• **Work order**: Only a number is wanted here, namely how many lines of the data contain the string "StaticDataSource".

• **Records for the task**:
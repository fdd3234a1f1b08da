//! Remote data access.
//!
//! The [`DataSource`] trait decouples the refresh pipeline from the
//! concrete backend. [`HttpDataSource`] talks to the brokerage API;
//! [`StaticDataSource`] serves fixed data for demos and tests.
//!
//! [`fetch_metrics`] and [`fetch_loads`] are the fetch boundary: they turn
//! every failure into a log entry plus "no data", so nothing past this
//! point ever sees an error.

mod error;
mod http;

use std::sync::Mutex;
use std::sync::atomic::{AtomicUsize, Ordering};

pub use error::FetchError;
pub use http::{HttpDataSource, decode_loads, decode_metrics};

use crate::activity::ActivityLog;
use crate::model::{CallRecord, MetricsSnapshot, RawLoad};

// ---------------------------------------------------------------------------
// Data source trait
// ---------------------------------------------------------------------------

/// Read-only access to the two backend resources.
///
/// Both operations are idempotent and side-effect-free on the server, and
/// may be called concurrently from different threads.
pub trait DataSource: Send + Sync {
    /// Aggregate call metrics.
    fn fetch_metrics(&self) -> Result<MetricsSnapshot, FetchError>;

    /// The full load set, booked loads included.
    fn fetch_loads(&self) -> Result<Vec<RawLoad>, FetchError>;
}

// ---------------------------------------------------------------------------
// Fetch boundary
// ---------------------------------------------------------------------------

/// Fetch metrics; log and return `None` on any failure. Never retries.
pub fn fetch_metrics(
    source: &dyn DataSource,
    log: &ActivityLog,
    cycle: Option<u64>,
) -> Option<MetricsSnapshot> {
    match source.fetch_metrics() {
        Ok(metrics) => Some(metrics),
        Err(err) => {
            log.warn(
                "fetch_failed",
                format!("metrics: {} ({})", err, err.kind()),
                cycle,
            );
            None
        }
    }
}

/// Fetch loads; log and return an empty list on any failure. Never retries.
pub fn fetch_loads(source: &dyn DataSource, log: &ActivityLog, cycle: Option<u64>) -> Vec<RawLoad> {
    match source.fetch_loads() {
        Ok(loads) => {
            log.debug("loads_fetched", format!("{} loads", loads.len()), cycle);
            loads
        }
        Err(err) => {
            log.warn(
                "fetch_failed",
                format!("loads: {} ({})", err, err.kind()),
                cycle,
            );
            Vec::new()
        }
    }
}

// ---------------------------------------------------------------------------
// Static data source
// ---------------------------------------------------------------------------

/// In-memory data source with swappable responses.
///
/// A `None` response makes the corresponding fetch fail with HTTP 500.
#[derive(Debug, Default)]
pub struct StaticDataSource {
    metrics: Mutex<Option<MetricsSnapshot>>,
    loads: Mutex<Option<Vec<RawLoad>>>,
    metrics_calls: AtomicUsize,
    loads_calls: AtomicUsize,
}

impl StaticDataSource {
    pub fn new(metrics: Option<MetricsSnapshot>, loads: Option<Vec<RawLoad>>) -> Self {
        Self {
            metrics: Mutex::new(metrics),
            loads: Mutex::new(loads),
            ..Self::default()
        }
    }

    /// A small fixed board for `--demo` runs.
    pub fn sample() -> Self {
        Self::new(Some(sample_metrics()), Some(sample_loads()))
    }

    pub fn set_metrics(&self, metrics: Option<MetricsSnapshot>) {
        if let Ok(mut slot) = self.metrics.lock() {
            *slot = metrics;
        }
    }

    pub fn set_loads(&self, loads: Option<Vec<RawLoad>>) {
        if let Ok(mut slot) = self.loads.lock() {
            *slot = loads;
        }
    }

    /// Number of `fetch_metrics` calls so far.
    pub fn metrics_calls(&self) -> usize {
        self.metrics_calls.load(Ordering::SeqCst)
    }

    /// Number of `fetch_loads` calls so far.
    pub fn loads_calls(&self) -> usize {
        self.loads_calls.load(Ordering::SeqCst)
    }
}

impl DataSource for StaticDataSource {
    fn fetch_metrics(&self) -> Result<MetricsSnapshot, FetchError> {
        self.metrics_calls.fetch_add(1, Ordering::SeqCst);
        let slot = self
            .metrics
            .lock()
            .map_err(|_| FetchError::Transport("poisoned".to_string()))?;
        slot.clone().ok_or(FetchError::HttpStatus { status: 500 })
    }

    fn fetch_loads(&self) -> Result<Vec<RawLoad>, FetchError> {
        self.loads_calls.fetch_add(1, Ordering::SeqCst);
        let slot = self
            .loads
            .lock()
            .map_err(|_| FetchError::Transport("poisoned".to_string()))?;
        slot.clone().ok_or(FetchError::HttpStatus { status: 500 })
    }
}

fn sample_load(
    id: &str,
    origin: &str,
    destination: &str,
    equipment: &str,
    status: &str,
    miles: f64,
    rate: f64,
) -> RawLoad {
    RawLoad {
        load_id: id.to_string(),
        origin: origin.to_string(),
        destination: destination.to_string(),
        pickup_datetime: "2025-08-12T08:00:00".to_string(),
        delivery_datetime: "2025-08-13T17:00:00".to_string(),
        equipment_type: equipment.to_string(),
        status: Some(status.to_string()),
        miles,
        posted_carrier_rate: Some(rate),
        loadboard_rate: Some(rate),
        max_buy: (rate * 1.05 * 100.0).round() / 100.0,
        weight: Some(42_000.0),
        commodity_type: Some("General Freight".to_string()),
        ..RawLoad::default()
    }
}

fn sample_loads() -> Vec<RawLoad> {
    vec![
        sample_load("LOAD-001", "Chicago, IL", "Dallas, TX", "Reefer", "available", 925.0, 2450.0),
        sample_load("LOAD-002", "Los Angeles, CA", "Phoenix, AZ", "Dry Van", "booked", 372.0, 1150.0),
        sample_load("LOAD-003", "Atlanta, GA", "Miami, FL", "Flatbed", "available", 662.0, 1900.0),
        sample_load("LOAD-004", "Denver, CO", "Chicago, IL", "Dry Van", "available", 1003.0, 2600.0),
        sample_load("LOAD-005", "Seattle, WA", "Portland, OR", "Reefer", "booked", 174.0, 780.0),
    ]
}

fn sample_metrics() -> MetricsSnapshot {
    let call = |carrier: &str, mc: &str, load: &str, outcome: &str, rate: Option<f64>, sentiment: &str| CallRecord {
        timestamp: "2025-08-11T14:30:00".to_string(),
        carrier_name: Some(carrier.to_string()),
        mc_number: mc.to_string(),
        load_id: Some(load.to_string()),
        outcome: outcome.to_string(),
        agreed_rate: rate,
        sentiment: sentiment.to_string(),
        negotiation_rounds: 2,
    };

    MetricsSnapshot {
        total_calls: 4,
        successful_bookings: 2,
        success_rate: 50.0,
        total_booked_value: 1930.0,
        avg_negotiation_rounds: 2.0,
        calls_by_outcome: [("booked".to_string(), 2), ("no_agreement".to_string(), 1), ("not_interested".to_string(), 1)]
            .into_iter()
            .collect(),
        sentiment_breakdown: [("positive".to_string(), 2), ("neutral".to_string(), 1), ("negative".to_string(), 1)]
            .into_iter()
            .collect(),
        recent_calls: vec![
            call("Swift Logistics Inc", "2345678", "LOAD-002", "booked", Some(1150.0), "positive"),
            call("Prime Movers LLC", "4567890", "LOAD-005", "booked", Some(780.0), "positive"),
            call("Eagle Transport Services", "3456789", "LOAD-001", "no_agreement", None, "negative"),
            call("Midwest Trucking Inc", "8901234", "LOAD-004", "not_interested", None, "neutral"),
        ],
    }
}

// ---------------------------------------------------------------------------
// Tests
// ---------------------------------------------------------------------------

• **Worked solution**: 4